A giant arm broke from the sands, every single one of the four claws big enough to crush a house. Sol dodged narrowly through gaps. The claw slammed back into the ground and helped heave the rest of the body out of the basin. Hundreds of metres away from the shoulder, Nathalia’s hind legs surfaced. The hourglass was kilometres across and that was just enough to contain the living mountain range that surfaced from within.
All of her was obsidian and magna. A dragon with a mountain ridge for a spine and cliffs for claws, glowing incandescently from within the translucent volcanic glass. A maw like a trench parted, revealing needle-like teeth the size of buses. “Come then, Sol!” she roared, before drawing back her long neck and bellowing forth white-hot fire that filled the sky.
The goddess of the sun was overwhelmed by the true form of her fellow goddess and the heat her flames should no longer have been capable of reaching. Flying as fast as she could, she fled to the edge of the barrier. The cataclysmic cone of fire inevitably caught up with her. Sol screamed in pain, burning under the onslaught of energies, before managing to leave the space. Once she could no longer sense the goddess around, Nathalia closed her maw.

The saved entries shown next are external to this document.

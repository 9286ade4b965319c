//! Directory configuration for a reconciliation run.
//!
//! Resolves the home directory, the repository root, and the XDG config and
//! data bases that link declarations may target.  Environment access goes
//! through a lookup function so tests never have to mutate the process
//! environment.
use anyhow::{Context as _, Result, bail};
use std::ffi::OsString;
use std::io;
use std::path::{Path, PathBuf};

/// Name of the link specification file in each top-level repository directory.
pub const LINKS_FILE: &str = ".links";

/// Name of the presence-only marker that enables a directory's exec script.
pub const EXEC_MARKER: &str = ".exec";

/// Conventional name of the script run when [`EXEC_MARKER`] is present.
pub const EXEC_SCRIPT: &str = "setup";

/// Link-side prefix selecting [`Dirs::config_home`] as the base directory.
pub const CONFIG_PREFIX: &str = "XDG_CONFIG_HOME/";

/// Link-side prefix selecting [`Dirs::data_home`] as the base directory.
pub const DATA_PREFIX: &str = "XDG_DATA_HOME/";

/// Directories a reconciliation run operates on.
#[derive(Debug, Clone, PartialEq, Eq)]
pub struct Dirs {
    /// User's home directory; the scan root and pruning boundary.
    pub home: PathBuf,
    /// Repository root; links resolving inside it belong to the dotfiles.
    pub root: PathBuf,
    /// `$XDG_CONFIG_HOME`, or `~/.config`.
    pub config_home: PathBuf,
    /// `$XDG_DATA_HOME`, or `~/.local/share`.
    pub data_home: PathBuf,
}

impl Dirs {
    /// Build directories from an explicit home and root, reading the XDG
    /// overrides through `env`.
    ///
    /// Empty and relative values are ignored, as the XDG base directory
    /// rules require, so both bases are always absolute.
    pub fn new(home: PathBuf, root: PathBuf, env: impl Fn(&str) -> Option<OsString>) -> Self {
        let var = |key: &str| {
            env(key)
                .map(PathBuf::from)
                .filter(|p| p.is_absolute())
        };
        let config_home = var("XDG_CONFIG_HOME").unwrap_or_else(|| home.join(".config"));
        let data_home = var("XDG_DATA_HOME").unwrap_or_else(|| home.join(".local").join("share"));
        Self {
            home,
            root,
            config_home,
            data_home,
        }
    }

    /// Resolve directories from the process environment.
    ///
    /// `home` and `root` are canonicalised so that containment checks against
    /// paths discovered while walking the tree compare like with like.
    ///
    /// # Errors
    ///
    /// Returns an error if `HOME` is unset, or if the home or root directory
    /// does not exist.
    pub fn from_env(root: &Path) -> Result<Self> {
        let home = std::env::var_os("HOME")
            .filter(|h| !h.is_empty())
            .context("HOME environment variable is not set")?;
        let home = dunce::canonicalize(&home)
            .with_context(|| format!("resolving home directory {}", Path::new(&home).display()))?;
        let root = dunce::canonicalize(root)
            .with_context(|| format!("resolving repository root {}", root.display()))?;
        Ok(Self::new(home, root, |key| std::env::var_os(key)))
    }

    /// Render `path` for humans, replacing the home directory prefix with `~`.
    #[must_use]
    pub fn beautify(&self, path: &Path) -> String {
        match path.strip_prefix(&self.home) {
            Ok(rest) if rest.as_os_str().is_empty() => "~".to_string(),
            Ok(rest) => format!("~/{}", rest.display()),
            Err(_) => path.display().to_string(),
        }
    }

    /// Replace every occurrence of the home directory in `text` with `~`.
    ///
    /// Used for messages that embed paths, such as rendered errors.
    #[must_use]
    pub fn beautify_text(&self, text: &str) -> String {
        let home = self.home.display().to_string();
        text.replace(&format!("{home}/"), "~/")
    }
}

/// List `<root>/<dir>/<file_name>` for every top-level directory that has one.
///
/// Results are sorted by directory name so runs are reproducible.
///
/// # Errors
///
/// Returns an error if `root` cannot be read.
pub fn spec_files(root: &Path, file_name: &str) -> io::Result<Vec<PathBuf>> {
    let mut files = Vec::new();
    for entry in std::fs::read_dir(root)? {
        let dir = entry?.path();
        let file = dir.join(file_name);
        if dir.is_dir() && file.is_file() {
            files.push(file);
        }
    }
    files.sort();
    Ok(files)
}

/// Resolve the repository root from an explicit override or auto-detection.
///
/// Order: `explicit`, `DOTFILES_ROOT`, the directory containing `.git` two or
/// one levels above the binary (`target/release/` or `bin/`), then the
/// current directory if it contains `.git`.
///
/// # Errors
///
/// Returns an error if no candidate applies.
pub fn resolve_root(explicit: Option<&Path>) -> Result<PathBuf> {
    if let Some(root) = explicit {
        return Ok(root.to_path_buf());
    }

    if let Some(root) = std::env::var_os("DOTFILES_ROOT").filter(|r| !r.is_empty()) {
        return Ok(PathBuf::from(root));
    }

    if let Ok(exe) = std::env::current_exe()
        && let Some(parent) = exe.parent()
    {
        for candidate in [parent.join("../.."), parent.join("..")] {
            if candidate.join(".git").exists() {
                return Ok(dunce::canonicalize(&candidate)?);
            }
        }
    }

    let cwd = std::env::current_dir()?;
    if cwd.join(".git").exists() {
        return Ok(cwd);
    }

    bail!("cannot determine dotfiles root. Use --root or set DOTFILES_ROOT env var");
}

“Yeah, kill that bitch!” Ferikrona said and flew up to her eye. The goddess of time was a girl with dirty blonde hair, somewhere in her early twenties of apparent age. She was dressed in a pink pyjama with a fitting hat. Although it was a loose fit, it gave enough of an idea of her slim waist and medium sized bust.
Nathalia swallowed her whole without hesitation. Attempted to, anyway. All she felt in her maw was sand turning into glass.
“Rude!” Ferikrona announced and appeared somewhere else, “I am goddess number 2, you can’t kill me. Not in my own Sanctum, especially.”
“I can kill nothing that annoys me,” Nathalia said and beat her wings. One flap was all it took to deliver her back to the edge. She landed in her human form. “I suppose I am thankful,” she said to the time goddess. “Do I even care to find out what the Rat promised you for this?”
“I mean, if you don’t really care, I won’t really tell,” Ferikrona said.
Nathalia waved off and that ended that conversation. She would find out eventually if it had anything to do with her. After all of this, she was itching for a good lay.
Luckily, she knew exactly where to go for that.